Bien qu'accroupi, le Scribe se déplace. Et en bus : à Boulogne-sur-mer, Saint-Omer, Liévin. Depuis le 15 octobre et jusqu'au 15 janvier 2023, le Louvre-Lens sort de ses murs à bord de son Égyptobus, à l’occasion de l’exposition Champollion : La voie des hiéroglyphes. Pour ceux qui n'ont pas l'opportunité de se rendre au musée, le musée vient à eux. Dans cet espace itinérant, mis en place avec l'aide du département du Pas-de-Calais, pour tout public mais avec une attention particulière pour les enfants, sont exposés des moulages d'œuvres ainsi que des panneaux explicatifs sur l’Égypte antique et le déchiffrement des hiéroglyphes. Une équipe de médiation anime aussi des ateliers et un dispositif de réalité virtuelle. Mais reprenons au commencement.
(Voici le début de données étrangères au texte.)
//! `sawtrack validate` command - Check stored records against schemas and each other

use std::collections::{BTreeMap, HashSet};
use std::path::Path;

use console::style;
use miette::Result;

use crate::cli::helpers::Workspace;
use crate::core::identity::{EntityId, EntityPrefix};
use crate::core::store::{DocumentStore, FileStore};
use crate::entities::{Blade, BladeType, Branch, SharpeningEvent, User};

#[derive(clap::Args, Debug)]
pub struct ValidateArgs {
    /// Only check one collection (BLD, SHP, BRN, BTY or USR)
    #[arg(long, short = 't')]
    pub entity_type: Option<EntityPrefix>,

    /// Show summary only, don't show individual errors
    #[arg(long)]
    pub summary: bool,
}

/// Validation statistics
#[derive(Default)]
struct ValidationStats {
    files_checked: usize,
    files_passed: usize,
    files_failed: usize,
    reference_errors: usize,
    warnings: usize,
}

pub fn run(args: ValidateArgs) -> Result<()> {
    let ws = Workspace::open()?;
    let mut stats = ValidationStats::default();

    let prefixes: Vec<EntityPrefix> = match args.entity_type {
        Some(prefix) => vec![prefix],
        None => EntityPrefix::all().to_vec(),
    };

    println!("{} Validating {} collection(s)...\n", style("→").blue(), prefixes.len());

    for prefix in &prefixes {
        for path in ws.store.document_paths(*prefix) {
            stats.files_checked += 1;
            match check_document(&ws.store, *prefix, &path) {
                Ok(()) => {
                    stats.files_passed += 1;
                    if !args.summary {
                        println!("{} {}", style("✓").green(), path.display());
                    }
                }
                Err(report) => {
                    stats.files_failed += 1;
                    if !args.summary {
                        println!("{} {}", style("✗").red(), path.display());
                        println!("{:?}", report);
                    }
                }
            }
        }
    }

    if stats.files_failed == 0 && args.entity_type.is_none() {
        let issues = check_references(&ws.store)?;
        for issue in &issues {
            match issue.severity {
                Severity::Error => stats.reference_errors += 1,
                Severity::Warning => stats.warnings += 1,
            }
            if !args.summary {
                let marker = match issue.severity {
                    Severity::Error => style("✗").red(),
                    Severity::Warning => style("!").yellow(),
                };
                println!("{} {}", marker, issue.message);
            }
        }
    } else if stats.files_failed > 0 {
        println!(
            "\n{} Reference checks skipped until the files above are fixed",
            style("!").yellow()
        );
    }

    println!();
    println!("{}", style("─".repeat(60)).dim());
    println!("{}", style("Validation Summary").bold());
    println!("{}", style("─".repeat(60)).dim());
    println!("  Files checked:    {}", style(stats.files_checked).cyan());
    println!("  Files passed:     {}", style(stats.files_passed).green());
    println!("  Files failed:     {}", style(stats.files_failed).red());
    println!("  Reference errors: {}", style(stats.reference_errors).red());
    if stats.warnings > 0 {
        println!("  Warnings:         {}", style(stats.warnings).yellow());
    }
    println!();

    let failures = stats.files_failed + stats.reference_errors;
    if failures > 0 {
        return Err(miette::miette!("Validation failed: {} problem(s) found", failures));
    }
    println!("{} All records passed validation!", style("✓").green().bold());
    Ok(())
}

/// Schema check plus the file name matching the record ID
fn check_document(store: &FileStore, prefix: EntityPrefix, path: &Path) -> Result<()> {
    let value = store.read_value(prefix, path)?;
    let stem = path
        .file_stem()
        .map(|s| s.to_string_lossy().into_owned())
        .unwrap_or_default();
    let id = value.get("id").and_then(|v| v.as_str()).unwrap_or_default();
    if id != stem {
        return Err(miette::miette!(
            help = "Rename the file to <ID>.yaml",
            "record id '{}' does not match file name '{}'",
            id,
            stem
        ));
    }
    Ok(())
}

#[derive(Debug, Clone, Copy, PartialEq, Eq)]
enum Severity {
    Error,
    Warning,
}

#[derive(Debug, Clone)]
struct Issue {
    severity: Severity,
    message: String,
}

impl Issue {
    fn error(message: String) -> Self {
        Self {
            severity: Severity::Error,
            message,
        }
    }

    fn warning(message: String) -> Self {
        Self {
            severity: Severity::Warning,
            message,
        }
    }
}

/// Cross-record checks: dangling references, duplicate codes, admin coverage
fn check_references<S: DocumentStore>(store: &S) -> Result<Vec<Issue>> {
    let blades: Vec<Blade> = store.fetch_all()?;
    let events: Vec<SharpeningEvent> = store.fetch_all()?;
    let branches: Vec<Branch> = store.fetch_all()?;
    let types: Vec<BladeType> = store.fetch_all()?;
    let users: Vec<User> = store.fetch_all()?;
    Ok(find_issues(&blades, &events, &branches, &types, &users))
}

fn find_issues(
    blades: &[Blade],
    events: &[SharpeningEvent],
    branches: &[Branch],
    types: &[BladeType],
    users: &[User],
) -> Vec<Issue> {
    let branch_ids: HashSet<EntityId> = branches.iter().map(|b| b.id).collect();
    let type_ids: HashSet<EntityId> = types.iter().map(|t| t.id).collect();
    let blade_ids: HashSet<EntityId> = blades.iter().map(|b| b.id).collect();
    let mut issues = Vec::new();

    let mut by_code: BTreeMap<&str, Vec<EntityId>> = BTreeMap::new();
    for blade in blades {
        by_code.entry(blade.code.as_str()).or_default().push(blade.id);
        if !branch_ids.contains(&blade.branch) {
            issues.push(Issue::error(format!(
                "blade {} references missing branch {}",
                blade.code, blade.branch
            )));
        }
        if !type_ids.contains(&blade.blade_type) {
            issues.push(Issue::error(format!(
                "blade {} references missing blade type {}",
                blade.code, blade.blade_type
            )));
        }
        if blade.terminal_sharpening_done != blade.terminal_sharpening_date.is_some() {
            issues.push(Issue::warning(format!(
                "blade {} has an inconsistent terminal flag and date",
                blade.code
            )));
        }
    }
    for (code, ids) in by_code.iter().filter(|(_, ids)| ids.len() > 1) {
        let ids: Vec<String> = ids.iter().map(ToString::to_string).collect();
        issues.push(Issue::error(format!(
            "code {} is shared by {} blades: {}",
            code,
            ids.len(),
            ids.join(", ")
        )));
    }

    for event in events {
        if !blade_ids.contains(&event.blade) {
            issues.push(Issue::error(format!(
                "sharpening {} references missing blade {}",
                event.id, event.blade
            )));
        }
        if !branch_ids.contains(&event.branch) {
            issues.push(Issue::warning(format!(
                "sharpening {} references missing branch {}",
                event.id, event.branch
            )));
        }
    }

    for user in users {
        if !branch_ids.contains(&user.branch) {
            issues.push(Issue::error(format!(
                "user {} references missing branch {}",
                user.email, user.branch
            )));
        }
    }
    if !users.is_empty() && !users.iter().any(|u| u.is_admin() && u.active) {
        issues.push(Issue::warning("no active administrator".to_string()));
    }

    issues
}

#[cfg(test)]
mod tests {
    use super::*;
    use chrono::Utc;

    fn branch() -> Branch {
        Branch {
            id: EntityId::new(EntityPrefix::Brn),
            name: "Centro".to_string(),
            address: "Av. 1".to_string(),
            phone: "555".to_string(),
            manager: None,
            created: Utc::now(),
        }
    }

    fn blade_type() -> BladeType {
        BladeType {
            id: EntityId::new(EntityPrefix::Bty),
            code: "CIR".to_string(),
            name: "Circular".to_string(),
            active: true,
            description: None,
            created: Utc::now(),
        }
    }

    #[test]
    fn test_clean_records_have_no_issues() {
        let b = branch();
        let t = blade_type();
        let blade = Blade::new("SN-1", b.id, t.id);
        assert!(find_issues(&[blade], &[], &[b], &[t], &[]).is_empty());
    }

    #[test]
    fn test_duplicate_codes_and_dangling_refs() {
        let b = branch();
        let t = blade_type();
        let first = Blade::new("SN-1", b.id, t.id);
        let second = Blade::new("SN-1", b.id, EntityId::new(EntityPrefix::Bty));

        let issues = find_issues(&[first, second], &[], &[b], &[t], &[]);
        let errors: Vec<&Issue> = issues.iter().filter(|i| i.severity == Severity::Error).collect();
        assert_eq!(errors.len(), 2);
        assert!(errors.iter().any(|i| i.message.contains("missing blade type")));
        assert!(errors.iter().any(|i| i.message.contains("shared by 2 blades")));
    }

    #[test]
    fn test_orphan_sharpening() {
        let b = branch();
        let t = blade_type();
        let blade = Blade::new("SN-1", b.id, t.id);
        let event = SharpeningEvent::for_blade(&blade, crate::entities::SharpeningKind::Edge, Utc::now());

        let issues = find_issues(&[], &[event], &[b], &[t], &[]);
        assert_eq!(issues.len(), 1);
        assert!(issues[0].message.contains("missing blade"));
    }
}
À Liévin, sur le parking de la place Gambetta, peu après le marché, s’est installé cet étrange bus bleu. À son bord, une vingtaine d’enfants de CP et CE1 de l’École Jean Macé s’appliquent à dessiner des pyramides. À l’image de Nolan, sept ans, pour qui "dessiner est une passion". Certains sont plus distraits. Paul Lotz, médiateur, les prévient : "Si on n'écoute pas, on risque de détruire son joli paysage." Les enfants sursautent et écoutent. Ici, l’équipe de médiation fait rimer émotions avec transmission. La culture se veut vivante. Et d’ailleurs, personne ne semble s’ennuyer. Après une heure d’atelier, élèves et professeurs repartent ravis. "Ils ont découvert les momies, les hiéroglyphes. Et c’est autant une découverte pour eux que pour nous", explique Ludivine, enseignante d'une classe de CE1.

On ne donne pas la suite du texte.